La capital peruana tiene magia que atrae a turistas y todo caen encantados por ella. El músico británico Noel Gallagher lo debe saber muy bien; hoy por la tarde se deshizo momentáneamente de la música para tomar un respiro por el Centro Histórico y no tuvo mejor idea que recorrer la médula del mismo: el concurrido Jirón de la Unión.
Vestido con colores oscuros, gafas del mismo tono y una camisa blanca que lucía coquetamente fuera del pantalón, el ex Oasis tomó aire fresco acompañado de sus miembros de seguridad, quienes lo protegían de un séquito de fans.
Durante el paseo, el artista quedó admirado por la peculiar belleza de la ciudad pero, sobre todo, por el cálido sentimiento de su fanaticada que lo esperaba celosamente ayer en el aeropuerto internacional Jorge Chávez.
En ese lugar, el célebre cantante llegó agotado por la gira, dejó el avión que lo traía de Paraguay, y se acercó gentilmente a una veintena de fans, a quienes les firmó discos y fotografías con su rostro.
Hospedado en el hotel Westin de San Isidro, esa sencillez siguió firme. Sus adeptos no pudieron quedar más que contentos.
TURISMO: YES
Sabido de las maravillas turísticas que ofrece el país, Gallagher expresó su deseo de recorrer lugares y probar la comida peruana. En una entrevista con el programa “La noche es mía”, que se difundió por la noche del miércoles, le advirtieron sobre la delicia del plato de bandera nacional: el cebiche. “Oh, sí lo probaré”, confesó.

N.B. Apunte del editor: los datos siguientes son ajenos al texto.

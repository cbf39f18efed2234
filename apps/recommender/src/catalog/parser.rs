//! HTML extraction for catalog listing and product detail pages.

use std::collections::BTreeSet;
use std::sync::OnceLock;

use regex::Regex;
use scraper::{ElementRef, Html, Selector};
use url::Url;

use crate::models::assessment::{slug_from_url, AssessmentRecord, SolutionType};
use crate::models::test_type::TestType;

/// CSS selectors for the catalog markup.
struct CatalogSelectors {
    row: Selector,
    title_link: Selector,
    general_cell: Selector,
    yes_marker: Selector,
    key: Selector,
    detail_row: Selector,
    detail_heading: Selector,
    detail_paragraph: Selector,
}

impl CatalogSelectors {
    fn get() -> &'static Self {
        static SELECTORS: OnceLock<CatalogSelectors> = OnceLock::new();
        SELECTORS.get_or_init(|| Self {
            row: Selector::parse("tr").expect("row selector"),
            title_link: Selector::parse("td.custom__table-heading__title a[href]")
                .expect("title selector"),
            general_cell: Selector::parse("td.custom__table-heading__general")
                .expect("general cell selector"),
            yes_marker: Selector::parse(".catalogue__circle.-yes").expect("yes selector"),
            key: Selector::parse(".product-catalogue__key").expect("key selector"),
            detail_row: Selector::parse(".product-catalogue-training-calendar__row")
                .expect("detail row selector"),
            detail_heading: Selector::parse("h4").expect("heading selector"),
            detail_paragraph: Selector::parse("p").expect("paragraph selector"),
        })
    }
}

fn completion_time_pattern() -> &'static Regex {
    static PATTERN: OnceLock<Regex> = OnceLock::new();
    PATTERN.get_or_init(|| {
        Regex::new(r"(?i)completion\s+time\s+in\s+minutes\s*=\s*(?:max\s*)?(\d+)")
            .expect("completion time regex")
    })
}

fn first_number_pattern() -> &'static Regex {
    static PATTERN: OnceLock<Regex> = OnceLock::new();
    PATTERN.get_or_init(|| Regex::new(r"(\d+)").expect("number regex"))
}

/// Product fields available from a listing page row.
#[derive(Debug, Clone, PartialEq)]
pub struct ListingItem {
    pub id: String,
    pub name: String,
    pub url: String,
    pub remote_testing: bool,
    pub adaptive_support: bool,
    pub test_types: BTreeSet<String>,
}

impl ListingItem {
    /// Combines listing fields with whatever the detail page yielded.
    pub fn into_record(self, detail: ProductDetail, solution_type: SolutionType) -> AssessmentRecord {
        AssessmentRecord {
            id: self.id,
            name: self.name,
            url: self.url,
            description: detail.description,
            remote_testing: self.remote_testing,
            adaptive_support: self.adaptive_support,
            duration: detail.duration,
            test_types: self.test_types,
            solution_type,
        }
    }
}

/// Fields only present on a product's own page.
#[derive(Debug, Clone, Default, PartialEq)]
pub struct ProductDetail {
    pub description: String,
    pub duration: Option<u32>,
}

/// Parses every product row of a listing page. Header rows and rows without a product link
/// are ignored; relative links are resolved against `page_url`.
pub fn parse_listing_page(html: &str, page_url: &Url) -> Vec<ListingItem> {
    let selectors = CatalogSelectors::get();
    let document = Html::parse_document(html);

    document
        .select(&selectors.row)
        .filter_map(|row| parse_listing_row(row, page_url, selectors))
        .collect()
}

fn parse_listing_row(
    row: ElementRef<'_>,
    page_url: &Url,
    selectors: &CatalogSelectors,
) -> Option<ListingItem> {
    let link = row.select(&selectors.title_link).next()?;
    let href = link.value().attr("href")?;
    let url = page_url.join(href).ok()?.to_string();
    let id = slug_from_url(&url)?;
    let name = collapse_whitespace(&link.text().collect::<String>());
    if name.is_empty() {
        return None;
    }

    // General cells are, in order: remote testing, adaptive/IRT, test type keys.
    let cells: Vec<ElementRef<'_>> = row.select(&selectors.general_cell).collect();
    let has_yes = |idx: usize| {
        cells
            .get(idx)
            .map(|cell| cell.select(&selectors.yes_marker).next().is_some())
            .unwrap_or(false)
    };

    let test_types = row
        .select(&selectors.key)
        .flat_map(|key| key.text().collect::<String>().chars().collect::<Vec<_>>())
        .filter_map(TestType::from_code)
        .map(|t| t.label().to_string())
        .collect();

    Some(ListingItem {
        id,
        name,
        url,
        remote_testing: has_yes(0),
        adaptive_support: has_yes(1),
        test_types,
    })
}

/// Parses a product page for its description and approximate completion time.
pub fn parse_detail_page(html: &str) -> ProductDetail {
    let selectors = CatalogSelectors::get();
    let document = Html::parse_document(html);

    let mut detail = ProductDetail::default();
    for row in document.select(&selectors.detail_row) {
        let heading = row
            .select(&selectors.detail_heading)
            .next()
            .map(|h| collapse_whitespace(&h.text().collect::<String>()))
            .unwrap_or_default();
        let body = row
            .select(&selectors.detail_paragraph)
            .map(|p| collapse_whitespace(&p.text().collect::<String>()))
            .collect::<Vec<_>>()
            .join(" ");

        match heading.to_lowercase().as_str() {
            "description" if detail.description.is_empty() => detail.description = body,
            "assessment length" if detail.duration.is_none() => {
                detail.duration = parse_duration_minutes(&body);
            }
            _ => {}
        }
    }

    if detail.duration.is_none() {
        let text = collapse_whitespace(&document.root_element().text().collect::<String>());
        detail.duration = completion_time_pattern()
            .captures(&text)
            .and_then(|c| c.get(1))
            .and_then(|m| m.as_str().parse().ok());
    }
    detail
}

/// Parses "Approximate Completion Time in minutes = 49" (or any text holding a number)
/// into minutes. Returns `None` when no number is present, e.g. "Untimed".
pub fn parse_duration_minutes(text: &str) -> Option<u32> {
    completion_time_pattern()
        .captures(text)
        .or_else(|| first_number_pattern().captures(text))
        .and_then(|c| c.get(1))
        .and_then(|m| m.as_str().parse().ok())
}

fn collapse_whitespace(text: &str) -> String {
    text.split_whitespace().collect::<Vec<_>>().join(" ")
}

Cabe recordar que el intérprete de ‘Don’t look back in anger’ pidió poder ingresar por la puerta principal de los lugares que visite, pues no desea pasar inadvertido.
Noel llegó por primera vez al Perú en el 2009 junto a su hermano Liam para ofrecer un show en el Estadio Nacional. Según reveló, fue aquí donde compuso la canción ‘If I had a gun’. (y también 'Everybody's On The Run')
SONRÍAN
Lo que muchos admiradores quizás no sepan es que están siendo grabados. Es que el rockero ha contratado a un grupo de cineastas en Londres para registrar cada paso que da, cada detalle de su primer tour mundial. El objetivo: un documental de su periplo.
Esta fabulosidad, sin embargo, no lo hace sentir endiosado ni mucho menos un ‘celebrity’ de aquellos que sí van a salones palaciegos. La humildad lo mantiene hasta cuando sale a escena.
“Realmente nunca me miró en televisión y me digo esto fue grandioso o muy malo. No pienso en eso. Creo que las personas que van a mis conciertos no van a verme, sino a oír mis canciones”, declaró a un medio local.
Quienes no tuvieron oportunidad de verlo, hay una buena noticia. Se queda hasta el sábado en Lima. Eso sí: miren bien. Puede pasar inadvertido.